• **Problem description**
Work out the number of lines below containing the word "index" and give nothing besides it.

+---+

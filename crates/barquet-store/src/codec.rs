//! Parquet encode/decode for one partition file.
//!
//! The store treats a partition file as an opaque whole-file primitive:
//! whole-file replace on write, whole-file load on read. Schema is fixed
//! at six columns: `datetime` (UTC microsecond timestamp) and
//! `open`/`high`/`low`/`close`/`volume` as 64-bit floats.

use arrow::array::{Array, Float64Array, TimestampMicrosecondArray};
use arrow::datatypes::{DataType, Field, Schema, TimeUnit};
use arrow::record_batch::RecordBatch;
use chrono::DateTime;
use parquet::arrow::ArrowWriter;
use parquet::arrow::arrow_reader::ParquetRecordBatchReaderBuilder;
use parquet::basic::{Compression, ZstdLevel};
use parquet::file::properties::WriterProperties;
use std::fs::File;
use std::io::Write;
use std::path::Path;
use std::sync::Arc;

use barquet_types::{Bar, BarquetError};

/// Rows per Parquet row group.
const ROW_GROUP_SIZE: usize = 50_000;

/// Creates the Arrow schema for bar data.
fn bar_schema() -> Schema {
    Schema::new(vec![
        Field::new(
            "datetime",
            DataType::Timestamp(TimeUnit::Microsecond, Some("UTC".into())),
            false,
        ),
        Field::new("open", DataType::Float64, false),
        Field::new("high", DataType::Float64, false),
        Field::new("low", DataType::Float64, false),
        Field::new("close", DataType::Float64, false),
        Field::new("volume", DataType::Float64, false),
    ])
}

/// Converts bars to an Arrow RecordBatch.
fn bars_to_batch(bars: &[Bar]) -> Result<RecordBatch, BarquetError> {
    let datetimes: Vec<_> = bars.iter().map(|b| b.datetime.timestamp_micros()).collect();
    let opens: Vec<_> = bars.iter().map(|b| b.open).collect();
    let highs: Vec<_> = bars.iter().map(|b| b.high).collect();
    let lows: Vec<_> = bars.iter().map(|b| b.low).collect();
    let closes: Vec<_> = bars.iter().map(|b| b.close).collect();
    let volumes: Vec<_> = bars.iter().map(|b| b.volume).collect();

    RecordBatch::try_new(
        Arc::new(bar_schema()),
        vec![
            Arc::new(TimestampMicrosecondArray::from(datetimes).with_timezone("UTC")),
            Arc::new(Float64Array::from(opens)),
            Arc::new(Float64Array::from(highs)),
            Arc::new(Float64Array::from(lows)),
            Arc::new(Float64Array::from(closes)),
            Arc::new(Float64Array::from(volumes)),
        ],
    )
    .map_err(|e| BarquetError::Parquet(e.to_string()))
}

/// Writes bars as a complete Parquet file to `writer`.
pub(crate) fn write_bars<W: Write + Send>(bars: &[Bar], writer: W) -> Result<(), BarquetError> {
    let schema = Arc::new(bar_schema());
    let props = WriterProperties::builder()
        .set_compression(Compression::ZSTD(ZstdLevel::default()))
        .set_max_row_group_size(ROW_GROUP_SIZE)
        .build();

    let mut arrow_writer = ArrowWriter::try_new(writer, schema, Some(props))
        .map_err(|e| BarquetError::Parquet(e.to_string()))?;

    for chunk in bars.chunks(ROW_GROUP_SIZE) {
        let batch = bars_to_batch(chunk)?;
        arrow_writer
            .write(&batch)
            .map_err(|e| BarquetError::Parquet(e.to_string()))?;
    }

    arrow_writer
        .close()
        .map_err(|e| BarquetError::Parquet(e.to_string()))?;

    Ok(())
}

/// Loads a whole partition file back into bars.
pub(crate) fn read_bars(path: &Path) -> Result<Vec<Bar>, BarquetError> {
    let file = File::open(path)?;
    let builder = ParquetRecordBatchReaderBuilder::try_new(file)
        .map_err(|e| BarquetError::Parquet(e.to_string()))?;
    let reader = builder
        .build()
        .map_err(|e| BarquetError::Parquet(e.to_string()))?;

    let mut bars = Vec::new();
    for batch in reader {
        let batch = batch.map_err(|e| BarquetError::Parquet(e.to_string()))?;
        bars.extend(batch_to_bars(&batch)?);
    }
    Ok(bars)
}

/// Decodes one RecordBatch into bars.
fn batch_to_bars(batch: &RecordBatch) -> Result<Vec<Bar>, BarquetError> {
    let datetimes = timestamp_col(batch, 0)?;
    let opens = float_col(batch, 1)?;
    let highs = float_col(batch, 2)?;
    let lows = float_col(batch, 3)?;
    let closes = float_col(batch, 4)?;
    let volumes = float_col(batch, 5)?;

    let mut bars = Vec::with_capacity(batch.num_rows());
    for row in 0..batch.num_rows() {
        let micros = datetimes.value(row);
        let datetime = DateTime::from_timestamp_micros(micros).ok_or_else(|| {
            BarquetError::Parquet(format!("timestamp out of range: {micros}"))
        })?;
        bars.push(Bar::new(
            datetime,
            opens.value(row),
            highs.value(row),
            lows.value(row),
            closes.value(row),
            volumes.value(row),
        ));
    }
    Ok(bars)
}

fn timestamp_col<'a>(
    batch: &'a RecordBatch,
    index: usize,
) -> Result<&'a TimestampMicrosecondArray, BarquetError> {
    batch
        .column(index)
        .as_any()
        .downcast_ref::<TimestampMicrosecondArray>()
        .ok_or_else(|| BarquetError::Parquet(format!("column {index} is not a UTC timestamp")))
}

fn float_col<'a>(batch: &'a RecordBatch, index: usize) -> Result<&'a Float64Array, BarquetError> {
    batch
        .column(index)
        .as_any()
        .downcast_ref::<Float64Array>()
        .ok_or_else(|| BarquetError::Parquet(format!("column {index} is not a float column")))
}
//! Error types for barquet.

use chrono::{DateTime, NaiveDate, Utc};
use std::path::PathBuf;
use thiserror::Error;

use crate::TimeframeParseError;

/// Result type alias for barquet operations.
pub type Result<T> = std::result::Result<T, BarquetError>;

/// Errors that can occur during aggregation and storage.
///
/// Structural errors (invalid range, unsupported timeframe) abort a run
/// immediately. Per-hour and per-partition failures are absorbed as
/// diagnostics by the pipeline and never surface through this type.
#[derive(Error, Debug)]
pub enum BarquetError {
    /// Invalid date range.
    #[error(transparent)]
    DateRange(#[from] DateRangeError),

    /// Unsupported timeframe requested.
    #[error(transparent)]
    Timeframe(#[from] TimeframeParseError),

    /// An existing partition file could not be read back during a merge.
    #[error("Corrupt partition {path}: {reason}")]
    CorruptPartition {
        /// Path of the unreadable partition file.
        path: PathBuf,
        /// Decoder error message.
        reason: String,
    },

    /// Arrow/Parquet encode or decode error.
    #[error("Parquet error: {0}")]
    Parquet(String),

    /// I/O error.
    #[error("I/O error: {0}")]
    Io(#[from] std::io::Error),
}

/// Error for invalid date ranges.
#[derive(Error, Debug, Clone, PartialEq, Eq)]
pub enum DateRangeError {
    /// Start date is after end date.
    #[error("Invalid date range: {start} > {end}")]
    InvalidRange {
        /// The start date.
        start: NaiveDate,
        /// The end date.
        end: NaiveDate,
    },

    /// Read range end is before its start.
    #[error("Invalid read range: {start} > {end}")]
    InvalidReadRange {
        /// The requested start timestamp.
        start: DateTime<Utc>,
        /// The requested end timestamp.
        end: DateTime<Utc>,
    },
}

+---+

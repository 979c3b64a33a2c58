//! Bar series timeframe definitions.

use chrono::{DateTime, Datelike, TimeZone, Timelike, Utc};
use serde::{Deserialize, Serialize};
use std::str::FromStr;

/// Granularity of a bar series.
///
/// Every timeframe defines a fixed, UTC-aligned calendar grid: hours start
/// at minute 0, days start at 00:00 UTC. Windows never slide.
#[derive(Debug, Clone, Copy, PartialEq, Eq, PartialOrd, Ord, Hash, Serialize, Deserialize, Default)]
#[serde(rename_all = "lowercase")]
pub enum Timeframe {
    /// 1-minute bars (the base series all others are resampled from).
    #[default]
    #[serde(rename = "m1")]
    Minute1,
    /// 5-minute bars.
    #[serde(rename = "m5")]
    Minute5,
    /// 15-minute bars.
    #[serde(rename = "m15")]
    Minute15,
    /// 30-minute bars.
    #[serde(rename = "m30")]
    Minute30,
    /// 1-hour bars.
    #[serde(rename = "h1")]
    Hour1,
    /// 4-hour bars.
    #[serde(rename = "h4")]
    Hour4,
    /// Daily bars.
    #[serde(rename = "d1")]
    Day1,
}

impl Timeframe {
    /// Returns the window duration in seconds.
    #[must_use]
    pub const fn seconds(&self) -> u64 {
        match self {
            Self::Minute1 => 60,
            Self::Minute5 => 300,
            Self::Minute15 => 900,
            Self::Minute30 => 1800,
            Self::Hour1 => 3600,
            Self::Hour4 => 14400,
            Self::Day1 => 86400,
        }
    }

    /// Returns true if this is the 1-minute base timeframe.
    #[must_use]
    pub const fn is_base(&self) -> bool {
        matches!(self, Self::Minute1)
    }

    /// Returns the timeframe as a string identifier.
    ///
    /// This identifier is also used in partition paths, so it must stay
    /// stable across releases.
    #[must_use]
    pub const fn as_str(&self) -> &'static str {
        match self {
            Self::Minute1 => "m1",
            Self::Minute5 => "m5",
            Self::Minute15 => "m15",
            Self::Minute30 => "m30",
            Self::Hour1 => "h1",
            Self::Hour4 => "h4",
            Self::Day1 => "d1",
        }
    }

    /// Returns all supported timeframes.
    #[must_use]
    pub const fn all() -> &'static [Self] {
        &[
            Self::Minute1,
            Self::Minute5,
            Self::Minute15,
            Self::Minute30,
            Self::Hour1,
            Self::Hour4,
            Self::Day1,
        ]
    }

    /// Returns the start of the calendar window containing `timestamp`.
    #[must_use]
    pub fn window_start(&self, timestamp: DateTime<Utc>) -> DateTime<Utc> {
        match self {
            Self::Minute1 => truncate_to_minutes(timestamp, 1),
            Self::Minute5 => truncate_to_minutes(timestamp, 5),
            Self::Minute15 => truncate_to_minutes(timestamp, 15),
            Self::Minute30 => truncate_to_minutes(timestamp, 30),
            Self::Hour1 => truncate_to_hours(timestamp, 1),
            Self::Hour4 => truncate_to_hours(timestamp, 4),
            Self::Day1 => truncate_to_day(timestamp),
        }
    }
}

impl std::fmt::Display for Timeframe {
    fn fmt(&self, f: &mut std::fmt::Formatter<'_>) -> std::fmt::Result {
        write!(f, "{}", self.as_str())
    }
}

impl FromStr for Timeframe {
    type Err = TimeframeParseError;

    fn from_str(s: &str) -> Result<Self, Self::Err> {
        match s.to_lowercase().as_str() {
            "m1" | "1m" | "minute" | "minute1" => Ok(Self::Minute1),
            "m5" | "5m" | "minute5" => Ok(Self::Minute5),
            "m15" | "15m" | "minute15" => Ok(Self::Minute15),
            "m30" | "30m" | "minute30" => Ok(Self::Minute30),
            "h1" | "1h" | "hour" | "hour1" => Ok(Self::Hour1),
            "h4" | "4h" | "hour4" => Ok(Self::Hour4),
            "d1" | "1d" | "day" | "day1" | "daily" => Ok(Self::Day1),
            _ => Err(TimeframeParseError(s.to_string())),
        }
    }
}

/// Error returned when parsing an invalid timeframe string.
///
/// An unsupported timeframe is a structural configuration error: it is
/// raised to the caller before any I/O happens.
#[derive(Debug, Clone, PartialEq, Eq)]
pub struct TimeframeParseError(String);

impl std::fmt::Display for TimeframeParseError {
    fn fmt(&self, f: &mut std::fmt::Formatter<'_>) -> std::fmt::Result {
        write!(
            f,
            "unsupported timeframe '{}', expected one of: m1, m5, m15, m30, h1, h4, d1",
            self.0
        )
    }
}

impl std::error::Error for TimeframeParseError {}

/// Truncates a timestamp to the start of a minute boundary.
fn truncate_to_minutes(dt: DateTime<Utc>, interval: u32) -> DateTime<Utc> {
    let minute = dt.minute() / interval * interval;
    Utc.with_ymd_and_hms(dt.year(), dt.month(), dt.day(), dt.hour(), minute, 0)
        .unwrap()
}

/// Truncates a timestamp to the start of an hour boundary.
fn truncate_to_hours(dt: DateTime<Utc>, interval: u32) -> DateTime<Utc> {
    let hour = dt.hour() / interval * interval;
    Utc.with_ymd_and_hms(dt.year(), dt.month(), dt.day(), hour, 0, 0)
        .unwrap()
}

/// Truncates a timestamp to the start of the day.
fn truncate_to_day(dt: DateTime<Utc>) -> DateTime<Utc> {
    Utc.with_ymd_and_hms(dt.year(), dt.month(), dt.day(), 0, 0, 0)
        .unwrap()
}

+---+

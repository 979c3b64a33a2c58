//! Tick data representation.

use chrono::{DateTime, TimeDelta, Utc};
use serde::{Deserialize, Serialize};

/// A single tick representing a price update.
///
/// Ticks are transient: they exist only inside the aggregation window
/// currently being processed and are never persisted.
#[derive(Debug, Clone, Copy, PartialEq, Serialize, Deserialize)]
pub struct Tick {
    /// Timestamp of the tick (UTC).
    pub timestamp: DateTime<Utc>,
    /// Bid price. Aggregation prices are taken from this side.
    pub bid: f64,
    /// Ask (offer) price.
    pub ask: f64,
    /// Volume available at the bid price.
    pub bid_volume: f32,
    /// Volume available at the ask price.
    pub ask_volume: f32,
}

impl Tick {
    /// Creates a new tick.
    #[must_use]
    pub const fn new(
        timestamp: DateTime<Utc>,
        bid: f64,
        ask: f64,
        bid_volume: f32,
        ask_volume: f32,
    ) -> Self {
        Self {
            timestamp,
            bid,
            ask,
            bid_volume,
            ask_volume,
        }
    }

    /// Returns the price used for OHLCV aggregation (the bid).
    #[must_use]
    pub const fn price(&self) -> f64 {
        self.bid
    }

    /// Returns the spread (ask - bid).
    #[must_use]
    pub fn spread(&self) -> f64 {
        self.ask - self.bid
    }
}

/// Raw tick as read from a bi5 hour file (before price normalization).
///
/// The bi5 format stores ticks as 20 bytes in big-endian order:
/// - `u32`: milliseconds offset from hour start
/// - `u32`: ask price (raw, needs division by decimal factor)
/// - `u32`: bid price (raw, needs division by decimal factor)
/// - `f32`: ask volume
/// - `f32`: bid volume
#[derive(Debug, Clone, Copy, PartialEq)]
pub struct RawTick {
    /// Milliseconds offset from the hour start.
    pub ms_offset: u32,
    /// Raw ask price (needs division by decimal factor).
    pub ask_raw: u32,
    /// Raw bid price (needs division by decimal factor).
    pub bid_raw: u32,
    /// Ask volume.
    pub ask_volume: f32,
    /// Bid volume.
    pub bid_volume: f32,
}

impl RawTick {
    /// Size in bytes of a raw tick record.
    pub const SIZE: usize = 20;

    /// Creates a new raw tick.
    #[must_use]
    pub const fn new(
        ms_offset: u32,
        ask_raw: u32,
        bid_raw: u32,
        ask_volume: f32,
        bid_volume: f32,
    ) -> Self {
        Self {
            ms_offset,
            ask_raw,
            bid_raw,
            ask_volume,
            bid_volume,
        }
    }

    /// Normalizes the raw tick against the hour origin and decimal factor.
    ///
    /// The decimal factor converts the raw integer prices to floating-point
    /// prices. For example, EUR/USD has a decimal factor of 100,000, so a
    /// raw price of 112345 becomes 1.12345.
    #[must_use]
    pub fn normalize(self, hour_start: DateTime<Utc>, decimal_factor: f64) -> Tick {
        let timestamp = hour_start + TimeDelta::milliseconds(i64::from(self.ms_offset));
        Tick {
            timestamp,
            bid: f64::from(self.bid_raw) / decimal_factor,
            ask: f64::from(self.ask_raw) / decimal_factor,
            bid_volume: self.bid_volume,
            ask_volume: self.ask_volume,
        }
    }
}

+---+

• **Answer**
6